WORK TO BE COMPLETED: From the entries, copy every line that carries the string "threaded".

INPUT DATA:
· · ·
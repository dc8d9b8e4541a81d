//! Synchronous bridge core
//!
//! Owns the container runtime and the session registry, and exposes every
//! bundle operation as a plain call returning an [`Envelope`]. All calls are
//! expected to arrive on the serialized worker; the repository is the layer
//! that handles threading. Local errors (missing file, bad index) are
//! detected before any runtime mutation, so a failed call never leaves a
//! session half-modified.

use crate::registry::SessionRegistry;
use crate::{extract, naming};
use bundlebridge_core::runtime::AssetRuntime;
use bundlebridge_core::{
    BridgeError, BridgeResult, Envelope, ExportFileResult, ObjectData, ObjectInfo, ObjectItem,
    OpenResult,
};
use parking_lot::Mutex;
use std::fs;
use std::path::Path;
use std::sync::Arc;

/// Placeholder shown for entries whose parsed object carries no name
const UNNAMED_ASSET: &str = "Unnamed asset";

pub struct BundleBridge {
    runtime: Mutex<Box<dyn AssetRuntime>>,
    registry: Arc<SessionRegistry>,
}

impl BundleBridge {
    /// Create a bridge owning a fresh registry
    pub fn new(runtime: Box<dyn AssetRuntime>) -> Self {
        Self::with_registry(runtime, Arc::new(SessionRegistry::new()))
    }

    /// Create a bridge sharing an existing registry
    pub fn with_registry(runtime: Box<dyn AssetRuntime>, registry: Arc<SessionRegistry>) -> Self {
        Self {
            runtime: Mutex::new(runtime),
            registry,
        }
    }

    pub fn registry(&self) -> &Arc<SessionRegistry> {
        &self.registry
    }

    /// Open a container and register a session for it
    pub fn open_bundle(&self, path: &Path) -> Envelope<OpenResult> {
        Envelope::catch(|| {
            if !path.exists() {
                return Err(BridgeError::NotFound(format!(
                    "Input not found: {}",
                    path.display()
                )));
            }

            let container = self.runtime.lock().load_container(path)?;

            let archives = naming::archive_names(container.as_ref());
            let count = container.entry_count();
            let mut entries = Vec::with_capacity(count);
            let mut type_names: Vec<String> = Vec::new();

            for index in 0..count {
                let Some(entry) = container.entry(index) else {
                    continue;
                };
                let type_name = entry.type_name();
                let name = naming::display_name(entry);

                entries.push(ObjectItem {
                    index,
                    path_id: entry.path_id(),
                    type_name: type_name.clone(),
                    name: if name.is_empty() {
                        UNNAMED_ASSET.to_owned()
                    } else {
                        name
                    },
                    byte_size: naming::probe_size(entry),
                    container: naming::probe_container(entry),
                    modified: false,
                });

                let trimmed = type_name.trim();
                if !trimmed.is_empty() && !type_names.iter().any(|t| t == trimmed) {
                    type_names.push(trimmed.to_owned());
                }
            }

            let session_id = self.registry.create(container);
            tracing::info!(
                %session_id,
                entries = entries.len(),
                archives = archives.len(),
                "opened bundle {}",
                path.display()
            );

            Ok(OpenResult {
                session_id,
                archives,
                entries,
                type_names,
            })
        })
    }

    /// Close a session, releasing its container
    pub fn close_bundle(&self, session_id: &str) -> Envelope<()> {
        Envelope::catch(|| {
            if session_id.is_empty() {
                return Err(BridgeError::InvalidInput("Invalid session id".into()));
            }
            if self.registry.remove(session_id).is_some() {
                tracing::debug!(session_id, "closed bundle");
            }
            Ok(())
        })
    }

    /// Serialize the container and atomically replace `out_path`
    ///
    /// The destination is only touched after the temp file is fully written;
    /// on any failure the previous destination content stays intact.
    pub fn save_bundle(&self, session_id: &str, out_path: &Path) -> Envelope<bool> {
        Envelope::catch(|| {
            let session = self.registry.require(session_id)?;
            let mut session = session.lock();

            let bytes = session.container.save()?;

            if let Some(parent) = out_path.parent()
                && !parent.as_os_str().is_empty()
            {
                fs::create_dir_all(parent)?;
            }
            let tmp = temp_sibling(out_path);
            fs::write(&tmp, &bytes)?;
            if let Err(err) = fs::rename(&tmp, out_path) {
                let _ = fs::remove_file(&tmp);
                return Err(err.into());
            }

            session.dirty = false;
            tracing::info!(session_id, bytes = bytes.len(), "saved bundle to {}", out_path.display());
            Ok(true)
        })
    }

    /// Configure the runtime's bundle decryption key
    pub fn set_decryption_key(&self, key: &str) -> Envelope<()> {
        Envelope::catch(|| {
            self.runtime.lock().set_decryption_key(key)?;
            Ok(())
        })
    }

    /// Extract one entry and write it to `dest`
    pub fn export_object(&self, session_id: &str, index: usize, dest: &Path) -> Envelope<ExportFileResult> {
        Envelope::catch(|| {
            let session = self.registry.require(session_id)?;
            let session = session.lock();
            let entry = require_entry(&*session, index)?;

            let type_name = entry.type_name();
            let data = extract::extract(entry)?;
            if data.is_empty() {
                return Err(BridgeError::Unsupported(format!(
                    "export_object not supported for type: {type_name}"
                )));
            }

            if let Some(parent) = dest.parent()
                && !parent.as_os_str().is_empty()
            {
                fs::create_dir_all(parent)?;
            }
            fs::write(dest, &data)?;
            tracing::debug!(session_id, index, %type_name, "exported entry");

            Ok(ExportFileResult { index, type_name })
        })
    }

    /// Read `source` and apply it onto one entry
    pub fn import_object(&self, session_id: &str, index: usize, source: &Path) -> Envelope<()> {
        Envelope::catch(|| {
            let session = self.registry.require(session_id)?;
            let mut session = session.lock();
            // validate the index before any I/O or mutation
            require_entry(&*session, index)?;

            let data = fs::read(source)?;
            self.apply_entry(&mut session, index, &data)
        })
    }

    /// Apply an in-memory payload onto one entry
    pub fn set_object_data(&self, session_id: &str, index: usize, data: &[u8]) -> Envelope<()> {
        Envelope::catch(|| {
            let session = self.registry.require(session_id)?;
            let mut session = session.lock();
            require_entry(&*session, index)?;

            self.apply_entry(&mut session, index, data)
        })
    }

    /// Extract one entry into an in-memory snapshot
    pub fn get_object_data(&self, session_id: &str, index: usize) -> Envelope<ObjectData> {
        Envelope::catch(|| {
            let session = self.registry.require(session_id)?;
            let session = session.lock();
            let entry = require_entry(&*session, index)?;

            Ok(ObjectData {
                session_id: session_id.to_owned(),
                index,
                path_id: entry.path_id(),
                name: naming::display_name(entry),
                type_name: entry.type_name(),
                data: extract::extract(entry)?,
            })
        })
    }

    /// Resolve export metadata (filename, extension, MIME) for one entry
    pub fn get_object_info(&self, session_id: &str, index: usize) -> Envelope<ObjectInfo> {
        Envelope::catch(|| {
            let session = self.registry.require(session_id)?;
            let session = session.lock();
            let entry = require_entry(&*session, index)?;

            let type_name = entry.type_name();
            Ok(ObjectInfo {
                filename: naming::export_base_name(entry, index),
                extension: naming::extension_for(entry, &type_name),
                mime: naming::mime_for(&type_name).to_owned(),
                type_name,
            })
        })
    }

    fn apply_entry(
        &self,
        session: &mut crate::registry::Session,
        index: usize,
        data: &[u8],
    ) -> BridgeResult<()> {
        let count = session.container.entry_count();
        let entry = session
            .container
            .entry_mut(index)
            .ok_or_else(|| index_error(index, count))?;
        extract::apply(entry, data)?;
        session.dirty = true;
        session.modified.insert(index);
        tracing::debug!(index, "entry payload replaced");
        Ok(())
    }
}

fn require_entry(
    session: &crate::registry::Session,
    index: usize,
) -> BridgeResult<&dyn bundlebridge_core::runtime::EntryRef> {
    let count = session.container.entry_count();
    session
        .container
        .entry(index)
        .ok_or_else(|| index_error(index, count))
}

fn index_error(index: usize, count: usize) -> BridgeError {
    BridgeError::NotFound(format!("Index out of range: {index} / {count}"))
}

fn temp_sibling(path: &Path) -> std::path::PathBuf {
    let mut name = path
        .file_name()
        .map(|n| n.to_string_lossy().into_owned())
        .unwrap_or_else(|| "bundle".to_owned());
    name.push_str(".tmp");
    path.with_file_name(name)
}
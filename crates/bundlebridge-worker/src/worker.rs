//! Serialized bridge worker
//!
//! A long-lived single-threaded execution context draining an explicit FIFO
//! queue. All bridge operations against the container runtime are submitted
//! here, which makes the runtime single-writer by construction: at most one
//! operation is in flight at any instant, and two operations submitted in
//! order A-then-B observe runtime state in that order.

use crate::shutdown::{ShutdownHandle, ShutdownSignal};
use bundlebridge_core::{BridgeError, BridgeResult};
use parking_lot::Mutex;
use std::thread::{self, JoinHandle};
use tokio::sync::mpsc;

/// A queued bridge operation
pub type Job = Box<dyn FnOnce() + Send>;

/// Configuration for the bridge worker
#[derive(Debug, Clone)]
pub struct WorkerConfig {
    /// Name for the worker thread
    pub thread_name: String,
}

impl Default for WorkerConfig {
    fn default() -> Self {
        Self {
            thread_name: "bundlebridge-worker".to_string(),
        }
    }
}

impl WorkerConfig {
    /// Create a new worker configuration
    pub fn new() -> Self {
        Self::default()
    }

    /// Set the worker thread name
    pub fn with_thread_name(mut self, name: impl Into<String>) -> Self {
        self.thread_name = name.into();
        self
    }
}

/// Single-threaded FIFO worker owning exclusive runtime access
///
/// Shutdown semantics: queued-but-not-started jobs are dropped, the
/// in-flight job runs to completion uninterrupted.
pub struct BridgeWorker {
    tx: Mutex<Option<mpsc::UnboundedSender<Job>>>,
    shutdown: ShutdownHandle,
    join: Mutex<Option<JoinHandle<()>>>,
}

impl BridgeWorker {
    /// Spawn the worker thread with the given configuration
    pub fn new(config: WorkerConfig) -> BridgeResult<Self> {
        let (tx, mut rx) = mpsc::unbounded_channel::<Job>();
        let shutdown = ShutdownHandle::new();
        let stop = shutdown.clone();
        let name = config.thread_name.clone();

        let handle = thread::Builder::new()
            .name(config.thread_name)
            .spawn(move || {
                while let Some(job) = rx.blocking_recv() {
                    if stop.is_triggered() {
                        // queued before shutdown, never started: dropped
                        continue;
                    }
                    job();
                }
                tracing::debug!("bridge worker {name} stopped");
            })
            .map_err(|e| BridgeError::runtime(format!("failed to spawn bridge worker: {e}")))?;

        Ok(Self {
            tx: Mutex::new(Some(tx)),
            shutdown,
            join: Mutex::new(Some(handle)),
        })
    }

    /// Spawn a worker with default configuration
    pub fn with_defaults() -> BridgeResult<Self> {
        Self::new(WorkerConfig::default())
    }

    /// Enqueue an operation; FIFO relative to every other submission
    pub fn submit(&self, job: impl FnOnce() + Send + 'static) -> BridgeResult<()> {
        if self.shutdown.is_triggered() {
            return Err(BridgeError::runtime("bridge worker is shut down"));
        }
        let guard = self.tx.lock();
        match guard.as_ref() {
            Some(tx) => tx
                .send(Box::new(job))
                .map_err(|_| BridgeError::runtime("bridge worker queue closed")),
            None => Err(BridgeError::runtime("bridge worker is shut down")),
        }
    }

    /// Check if shutdown has been triggered
    pub fn is_shutting_down(&self) -> bool {
        self.shutdown.is_triggered()
    }

    /// Get a signal that observes this worker's shutdown
    pub fn shutdown_signal(&self) -> ShutdownSignal {
        self.shutdown.signal()
    }

    /// Stop accepting work and wait for the in-flight operation
    ///
    /// Closing the queue wakes the worker loop; jobs still queued are
    /// received and dropped unrun.
    pub fn stop(&self) {
        self.shutdown.trigger();
        self.tx.lock().take();
        if let Some(handle) = self.join.lock().take()
            && handle.thread().id() != thread::current().id()
        {
            let _ = handle.join();
        }
    }
}

impl Drop for BridgeWorker {
    fn drop(&mut self) {
        self.stop();
    }
}

#[cfg(test)]
#[path = "worker/worker_tests.rs"]
mod worker_tests;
· · ·
EXERCISE RESPONSE:
//! A long-lived single-threaded execution context draining an explicit FIFO
/// Single-threaded FIFO worker owning exclusive runtime access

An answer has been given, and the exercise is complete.